I hope that the Government will show that they are giving serious consideration to these issues when they produce their environmental protection Bill this Session. Instead of trying to undermine the Antarctic treaty system by bringing forward proposals to allow mineral exploration, which many of my right hon. and hon. Friends believe will lead to mineral exploitation, they could make a good start by saying, "Enough is enough and we shall go no further. We shall continue to undertake scientific exploration, but we shall seek to preserve the ecology of the continent. We shall try to preserve the living organisms around it as well as the southern ocean, which is an important originator of oxygen into the atmosphere." I should like to think that the Government will change their heart and say at the Santiago conference that Britain will support a wilderness park in the Antarctic rather than continuing the mineral exploration. The factors to which I have referred in the context of the world environment are crucial, but it must be recognised that the results of environmental destruction are different in different parts of the world. We complain, rightly, about the level of air pollution in London because of the amount of traffic and the lack of planning. The same complaints are made in other major cities. We complain also about toxic waste disposal and nuclear waste disposal. It is right that these complaints should be made.
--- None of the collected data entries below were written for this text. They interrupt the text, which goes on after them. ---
// SPDX-License-Identifier: Apache-2.0 OR MIT
// Copyright (c) 2025-2026 naskel.com

//! SDP offer/answer bodies (RFC4566 inside SIP).
//!
//! Only the audio m-line matters here: the offer carries the local codec
//! set, the answer returns exactly one codec, and the handover REFER body
//! carries the remote RTP port with a fresh version id.

use std::fmt;
use std::time::{SystemTime, UNIX_EPOCH};

/// Audio codecs this BTS can negotiate.
#[derive(Debug, Clone, Copy, PartialEq, Eq)]
pub enum Codec {
    /// GSM 06.10 full rate, static payload type 3.
    GsmFr,
    /// AMR narrowband, dynamic payload type.
    Amr,
}

impl Codec {
    pub fn payload_type(&self) -> u8 {
        match self {
            Codec::GsmFr => 3,
            Codec::Amr => 96,
        }
    }

    pub fn rtpmap(&self) -> &'static str {
        match self {
            Codec::GsmFr => "GSM/8000",
            Codec::Amr => "AMR/8000",
        }
    }

    pub fn from_payload_type(pt: u8) -> Option<Codec> {
        match pt {
            3 => Some(Codec::GsmFr),
            96 => Some(Codec::Amr),
            _ => None,
        }
    }
}

impl fmt::Display for Codec {
    fn fmt(&self, f: &mut fmt::Formatter<'_>) -> fmt::Result {
        f.write_str(self.rtpmap())
    }
}

/// An ordered set of offered codecs.
#[derive(Debug, Clone, PartialEq, Eq, Default)]
pub struct CodecSet {
    pub codecs: Vec<Codec>,
}

impl CodecSet {
    pub fn gsm_only() -> CodecSet {
        CodecSet {
            codecs: vec![Codec::GsmFr],
        }
    }

    pub fn preferred(&self) -> Option<Codec> {
        self.codecs.first().copied()
    }
}

/// The fields of an SDP body this stack reads and writes.
#[derive(Debug, Clone, Default, PartialEq, Eq)]
pub struct SdpInfo {
    pub rtp_port: u16,
    pub username: String,
    pub host: String,
    pub session_id: String,
    pub version_id: String,
    /// Payload types from the m-line; an offer lists several, an answer
    /// exactly one.
    pub payload_types: Vec<u8>,
    /// The a= lines, preserved.
    pub attrs: Vec<String>,
}

impl SdpInfo {
    /// Parse the lines we care about; anything unknown is skipped.
    pub fn parse(body: &str) -> SdpInfo {
        let mut info = SdpInfo::default();
        for line in body.lines() {
            let line = line.trim_end_matches('\r');
            let Some((kind, value)) = line.split_once('=') else {
                continue;
            };
            match kind {
                "o" => {
                    // o=<user> <sessionId> <versionId> IN IP4 <host>
                    let f: Vec<&str> = value.split_whitespace().collect();
                    if f.len() >= 6 {
                        info.username = f[0].to_string();
                        info.session_id = f[1].to_string();
                        info.version_id = f[2].to_string();
                        if info.host.is_empty() {
                            info.host = f[5].to_string();
                        }
                    }
                }
                "c" => {
                    // c=IN IP4 <host>
                    if let Some(host) = value.split_whitespace().nth(2) {
                        info.host = host.to_string();
                    }
                }
                "m" => {
                    // m=audio <port> RTP/AVP <pt...>
                    let f: Vec<&str> = value.split_whitespace().collect();
                    if f.len() >= 3 && f[0] == "audio" {
                        info.rtp_port = f[1].parse().unwrap_or(0);
                        info.payload_types = f[3..].iter().filter_map(|p| p.parse().ok()).collect();
                    }
                }
                "a" => info.attrs.push(value.to_string()),
                _ => {}
            }
        }
        info
    }

    /// Serialize back to an SDP body.
    pub fn value(&self) -> String {
        let mut s = String::new();
        s.push_str("v=0\r\n");
        s.push_str(&format!(
            "o={} {} {} IN IP4 {}\r\n",
            self.username, self.session_id, self.version_id, self.host
        ));
        s.push_str("s=Talk Time\r\n");
        s.push_str("t=0 0\r\n");
        let pts: Vec<String> = self.payload_types.iter().map(u8::to_string).collect();
        s.push_str(&format!(
            "m=audio {} RTP/AVP {}\r\n",
            self.rtp_port,
            pts.join(" ")
        ));
        s.push_str(&format!("c=IN IP4 {}\r\n", self.host));
        for a in &self.attrs {
            s.push_str(&format!("a={a}\r\n"));
        }
        s
    }

    /// The single answered codec, when this is an answer.
    pub fn answered_codec(&self) -> Option<Codec> {
        self.payload_types.first().and_then(|&pt| Codec::from_payload_type(pt))
    }
}

fn unix_time() -> u64 {
    SystemTime::now()
        .duration_since(UNIX_EPOCH)
        .map(|d| d.as_secs())
        .unwrap_or(0)
}

/// Build an SDP offer advertising `codecs` on `host:port`.
pub fn make_offer(username: &str, host: &str, rtp_port: u16, codecs: &CodecSet) -> String {
    let now = unix_time().to_string();
    let info = SdpInfo {
        rtp_port,
        username: username.to_string(),
        host: host.to_string(),
        session_id: now.clone(),
        version_id: now,
        payload_types: codecs.codecs.iter().map(Codec::payload_type).collect(),
        attrs: codecs
            .codecs
            .iter()
            .map(|c| format!("rtpmap:{} {}", c.payload_type(), c.rtpmap()))
            .collect(),
    };
    info.value()
}

/// Build the answer to `offer`, accepting exactly `codec` on our port.
pub fn make_answer(offer: &SdpInfo, username: &str, host: &str, rtp_port: u16, codec: Codec) -> String {
    let info = SdpInfo {
        rtp_port,
        username: username.to_string(),
        host: host.to_string(),
        session_id: if offer.session_id.is_empty() {
            unix_time().to_string()
        } else {
            offer.session_id.clone()
        },
        version_id: offer.version_id.clone(),
        payload_types: vec![codec.payload_type()],
        attrs: vec![format!("rtpmap:{} {}", codec.payload_type(), codec.rtpmap())],
    };
    info.value()
}

/// The SDP carried in a handover REFER: the remote RTP port so the target
/// BTS learns it, with the version id bumped to the current Unix time.
pub fn make_refer_sdp(username: &str, host: &str, remote_rtp_port: u16, codec: Codec) -> String {
    let info = SdpInfo {
        rtp_port: remote_rtp_port,
        username: username.to_string(),
        host: host.to_string(),
        session_id: unix_time().to_string(),
        version_id: unix_time().to_string(),
        payload_types: vec![codec.payload_type()],
        attrs: vec![format!("rtpmap:{} {}", codec.payload_type(), codec.rtpmap())],
    };
    info.value()
}

#[cfg(test)]
mod tests {
    use super::*;

    #[test]
    fn test_offer_parse_roundtrip() {
        let offer = make_offer(
            "IMSI001010000000001",
            "10.0.0.5",
            16484,
            &CodecSet {
                codecs: vec![Codec::GsmFr, Codec::Amr],
            },
        );
        let info = SdpInfo::parse(&offer);
        assert_eq!(info.rtp_port, 16484);
        assert_eq!(info.host, "10.0.0.5");
        assert_eq!(info.payload_types, vec![3, 96]);
        let again = SdpInfo::parse(&info.value());
        assert_eq!(info, again);
    }

    #[test]
    fn test_answer_returns_one_codec() {
        let offer = SdpInfo::parse(&make_offer("a", "1.2.3.4", 20000, &CodecSet::gsm_only()));
        let answer = make_answer(&offer, "b", "5.6.7.8", 16500, Codec::GsmFr);
        let info = SdpInfo::parse(&answer);
        assert_eq!(info.payload_types.len(), 1);
        assert_eq!(info.answered_codec(), Some(Codec::GsmFr));
        assert_eq!(info.rtp_port, 16500);
        assert_eq!(info.version_id, offer.version_id);
    }

    #[test]
    fn test_parse_foreign_sdp() {
        let body = "v=0\r\no=root 1564 1564 IN IP4 192.168.1.10\r\ns=session\r\n\
c=IN IP4 192.168.1.10\r\nt=0 0\r\nm=audio 20000 RTP/AVP 3 101\r\n\
a=rtpmap:3 GSM/8000\r\na=rtpmap:101 telephone-event/8000\r\n";
        let info = SdpInfo::parse(body);
        assert_eq!(info.rtp_port, 20000);
        assert_eq!(info.host, "192.168.1.10");
        assert_eq!(info.payload_types, vec![3, 101]);
        assert_eq!(info.attrs.len(), 2);
    }
}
It is true, unfortunately, that, in effect, we are exporting pollution to poorer parts of the world. That takes place in a dramatic form in the exporting of toxic waste to poor countries in west Africa. They accept it and process it because it is a way of obtaining foreign exchange. It is often processed badly, however, and that causes incalculable damage to those countries. Likewise, the drive to obtain foreign exchange has led to disaster in India, for example, in the form of the Bhopal accident some years ago. That sort of accident is repeated day after day throughout the poorest countries in the world. There is a clear link between poverty in the poorest countries in the world and environmental destruction, especially with the economic regime that the world is under at present.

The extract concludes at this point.